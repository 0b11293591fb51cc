use axum::Router;
use axum::body::{Body, to_bytes};
use axum::http::{Request, StatusCode, header};
use serde_json::{Value, json};
use tower::ServiceExt;
use tport::domain::config::ApiConfig;
use tport_server::Server;

const PASSWORD: &str = "server-test-password";

async fn app_with(configure: impl FnOnce(&mut ApiConfig)) -> Router {
    let mut config = ApiConfig::default();
    config.security.auth.admin_password = PASSWORD.to_owned();
    configure(&mut config);
    let server = Server::builder().config(config).build().await.unwrap();
    tport_server::app(server.state().clone())
}

async fn app() -> Router {
    app_with(|_| {}).await
}

async fn send(app: &Router, request: Request<Body>) -> (StatusCode, header::HeaderMap, Value) {
    let response = app.clone().oneshot(request).await.unwrap();
    let status = response.status();
    let headers = response.headers().clone();
    let bytes = to_bytes(response.into_body(), usize::MAX).await.unwrap();
    let body = serde_json::from_slice(&bytes).unwrap_or(Value::Null);
    (status, headers, body)
}

fn post_json(uri: &str, body: &Value, token: Option<&str>) -> Request<Body> {
    let mut builder = Request::post(uri).header(header::CONTENT_TYPE, "application/json");
    if let Some(token) = token {
        builder = builder.header(header::AUTHORIZATION, format!("Bearer {token}"));
    }
    builder.body(Body::from(body.to_string())).unwrap()
}

async fn login(app: &Router) -> String {
    let body = json!({"username": "Transportify-admin", "password": PASSWORD});
    let (status, _, body) = send(app, post_json("/admin/login", &body, None)).await;
    assert_eq!(status, StatusCode::OK);
    body["data"]["token"].as_str().unwrap().to_owned()
}

#[tokio::test]
async fn health_carries_security_headers() {
    let app = app().await;
    let (status, headers, body) = send(&app, Request::get("/health").body(Body::empty()).unwrap()).await;

    assert_eq!(status, StatusCode::OK);
    assert_eq!(body["status"], "up");
    assert_eq!(headers["x-content-type-options"], "nosniff");
    assert_eq!(headers["x-frame-options"], "DENY");
    assert_eq!(headers["x-xss-protection"], "1; mode=block");
}

#[tokio::test]
async fn unknown_routes_use_the_envelope() {
    let app = app().await;
    let (status, headers, body) = send(&app, Request::get("/nowhere").body(Body::empty()).unwrap()).await;

    assert_eq!(status, StatusCode::NOT_FOUND);
    assert_eq!(body, json!({"success": false, "message": "Route not found"}));
    assert_eq!(headers["x-frame-options"], "DENY");
}

#[tokio::test]
async fn admin_api_requires_a_session() {
    let app = app().await;
    let (status, _, body) =
        send(&app, Request::get("/admin/api/shipments").body(Body::empty()).unwrap()).await;
    assert_eq!(status, StatusCode::UNAUTHORIZED);
    assert_eq!(body["message"], "Authentication required");

    let (status, _, _) = send(&app, post_json("/admin/api/notifications/test", &json!({"to": "a@b.c"}), None)).await;
    assert_eq!(status, StatusCode::UNAUTHORIZED);
}

#[tokio::test]
async fn admin_creates_and_public_tracks() {
    let app = app().await;
    let token = login(&app).await;

    let (status, _, created) = send(
        &app,
        post_json("/admin/api/shipments", &json!({"origin": {"city": "Lagos"}}), Some(&token)),
    )
    .await;
    assert_eq!(status, StatusCode::CREATED);
    let tracking_id = created["data"]["trackingID"].as_str().unwrap();

    let request = Request::get(format!("/track/{tracking_id}"))
        .header(header::ORIGIN, "https://anywhere.example")
        .body(Body::empty())
        .unwrap();
    let (status, headers, body) = send(&app, request).await;
    assert_eq!(status, StatusCode::OK);
    assert_eq!(body["data"]["trackingHistory"][0]["location"], "Lagos");
    assert_eq!(headers[header::ACCESS_CONTROL_ALLOW_ORIGIN], "*");
}

#[tokio::test]
async fn admin_cors_only_allows_configured_origins() {
    let app = app_with(|config| config.security.cors.allowed_origins = vec!["https://admin.example".to_owned()]).await;
    let preflight = |origin: &str| {
        Request::options("/admin/check-auth")
            .header(header::ORIGIN, origin)
            .header(header::ACCESS_CONTROL_REQUEST_METHOD, "GET")
            .body(Body::empty())
            .unwrap()
    };

    let (_, headers, _) = send(&app, preflight("https://admin.example")).await;
    assert_eq!(headers[header::ACCESS_CONTROL_ALLOW_ORIGIN], "https://admin.example");
    assert_eq!(headers[header::ACCESS_CONTROL_ALLOW_CREDENTIALS], "true");

    let (_, headers, _) = send(&app, preflight("https://evil.example")).await;
    assert!(headers.get(header::ACCESS_CONTROL_ALLOW_ORIGIN).is_none());
}

#[tokio::test]
async fn clients_are_rate_limited() {
    let app = app_with(|config| config.security.rate_limit.max_requests = 2).await;
    let request = || {
        Request::get("/health").header("x-forwarded-for", "198.51.100.7").body(Body::empty()).unwrap()
    };

    assert_eq!(send(&app, request()).await.0, StatusCode::OK);
    assert_eq!(send(&app, request()).await.0, StatusCode::OK);
    let (status, _, body) = send(&app, request()).await;
    assert_eq!(status, StatusCode::TOO_MANY_REQUESTS);
    assert_eq!(body, json!({"success": false, "message": "Too many requests"}));

    let other = Request::get("/health").header("x-forwarded-for", "198.51.100.8").body(Body::empty()).unwrap();
    assert_eq!(send(&app, other).await.0, StatusCode::OK);
}

#[tokio::test]
async fn api_reference_is_served() {
    let app = app().await;
    let response = app.oneshot(Request::get("/api").body(Body::empty()).unwrap()).await.unwrap();
    assert_eq!(response.status(), StatusCode::OK);
}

==============================

EXERCISE BRIEF
Copy out all lines of the listing above that include "message".

RESPONSE
    assert_eq!(body, json!({"success": false, "message": "Route not found"}));
    assert_eq!(body["message"], "Authentication required");
    assert_eq!(body, json!({"success": false, "message": "Too many requests"}));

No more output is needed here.